PURPOSE

To evaluate the effectiveness of intravitreous bevacizumab (Avastin), intravitreous tissue plasminogen activator, and vitrectomy for the macular edema secondary to branch retinal vein occlusion.

METHODS

Retrospective, interventional case series. We studied 228 eyes of 228 patients. Forty-one eyes received 1.25 mg of intravitreous bevacizumab, 71 eyes received tissue plasminogen activator, and 116 eyes underwent vitrectomy. A reinjection of 1.25 mg of bevacizumab was based on the morphologic and functional findings. The main outcome measures were the best-corrected visual acuity and optical coherence tomography-determined foveal thickness.

RESULTS

The mean postoperative follow-up period was 32.2 months with a range of 12 months to 69 months. The mean number of intravitreous bevacizumab was 2.8 with a range of 1 to 5. The mean best-corrected visual acuity and foveal thickness significantly improved after all 3 treatments, and the differences in the best-corrected visual acuity between the 3 groups were not significant at 12 months.

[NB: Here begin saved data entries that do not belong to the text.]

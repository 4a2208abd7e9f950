//! Service entry point: wire configuration into components and serve.

use std::net::SocketAddr;
use std::sync::Arc;

use tokio::signal;
use tracing::info;

use provena_auth::TokenValidator;
use provena_events::{EventBridgeBus, EventBusPublisher};
use provena_provisioning::{
    DirectCreateStrategy, EventPublishStrategy, ExistenceChecker, ProvisioningStrategy,
};
use provena_store::{DynamoTableStore, TableStore};
use provision_api::{build_router, logging, AppState, Config, StrategyKind};

#[tokio::main]
async fn main() {
    // Load configuration (fail-fast on missing required values)
    let config = match Config::from_env() {
        Ok(c) => c,
        Err(e) => {
            eprintln!("Error: {e}");
            std::process::exit(1);
        }
    };

    logging::init_logging(&config.rust_log);

    info!(
        version = env!("CARGO_PKG_VERSION"),
        host = %config.host,
        port = config.port,
        strategy = ?config.strategy,
        "Starting provision API"
    );

    let secrets = match provena_secrets::build_provider(&config.secret_provider).await {
        Ok(p) => p,
        Err(e) => {
            eprintln!("Failed to build secret provider: {e}");
            std::process::exit(1);
        }
    };
    let validator = TokenValidator::new(secrets);

    // The existence checker reads the table listing under both strategies
    let store: Arc<dyn TableStore> =
        Arc::new(DynamoTableStore::from_env(config.region.clone()).await);
    let checker = ExistenceChecker::new(store.clone());

    let strategy: Arc<dyn ProvisioningStrategy> = match config.strategy {
        StrategyKind::DirectCreate => Arc::new(DirectCreateStrategy::new(store)),
        StrategyKind::EventPublish => {
            // Presence enforced by Config::from_env for this strategy
            let Some(bus_config) = config.event_bus.clone() else {
                eprintln!("Event bus configuration missing for event strategy");
                std::process::exit(1);
            };
            let bus = EventBridgeBus::from_config(&bus_config).await;
            let publisher = EventBusPublisher::new(Arc::new(bus), bus_config);
            Arc::new(EventPublishStrategy::new(publisher))
        }
    };

    let app = build_router(AppState::new(validator, checker, strategy));

    let addr: SocketAddr = match config.bind_addr().parse() {
        Ok(a) => a,
        Err(e) => {
            tracing::error!("Invalid bind address '{}': {e}", config.bind_addr());
            std::process::exit(1);
        }
    };

    info!(%addr, "Server listening");

    let listener = match tokio::net::TcpListener::bind(addr).await {
        Ok(l) => l,
        Err(e) => {
            tracing::error!("Failed to bind to address {addr}: {e}");
            std::process::exit(1);
        }
    };

    if let Err(e) = axum::serve(listener, app)
        .with_graceful_shutdown(shutdown_signal())
        .await
    {
        tracing::error!("Server error: {e}");
        std::process::exit(1);
    }

    info!("Server shutdown complete");
}

/// Graceful shutdown signal handler.
async fn shutdown_signal() {
    let ctrl_c = async {
        match signal::ctrl_c().await {
            Ok(()) => {}
            Err(e) => {
                tracing::error!("Failed to install Ctrl+C handler: {e}");
            }
        }
    };

    #[cfg(unix)]
    let terminate = async {
        match signal::unix::signal(signal::unix::SignalKind::terminate()) {
            Ok(mut sig) => {
                sig.recv().await;
            }
            Err(e) => {
                tracing::error!("Failed to install SIGTERM handler: {e}");
                std::future::pending::<()>().await;
            }
        }
    };

    #[cfg(not(unix))]
    let terminate = std::future::pending::<()>();

    tokio::select! {
        () = ctrl_c => {
            info!("Received Ctrl+C, initiating graceful shutdown");
        }
        () = terminate => {
            info!("Received SIGTERM, initiating graceful shutdown");
        }
    }
}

Fourteen eyes (34%) in the intravitreous bevacizumab group and 21 eyes (30%) in the tissue plasminogen activator group required additional surgeries.

CONCLUSION

The 3 treatments appear to provide similar visual outcomes at 12 months. However, in some eyes treated with intravitreous bevacizumab or tissue plasminogen activator, additional surgeries were required, and a longer follow-up period was required to determine the final outcome.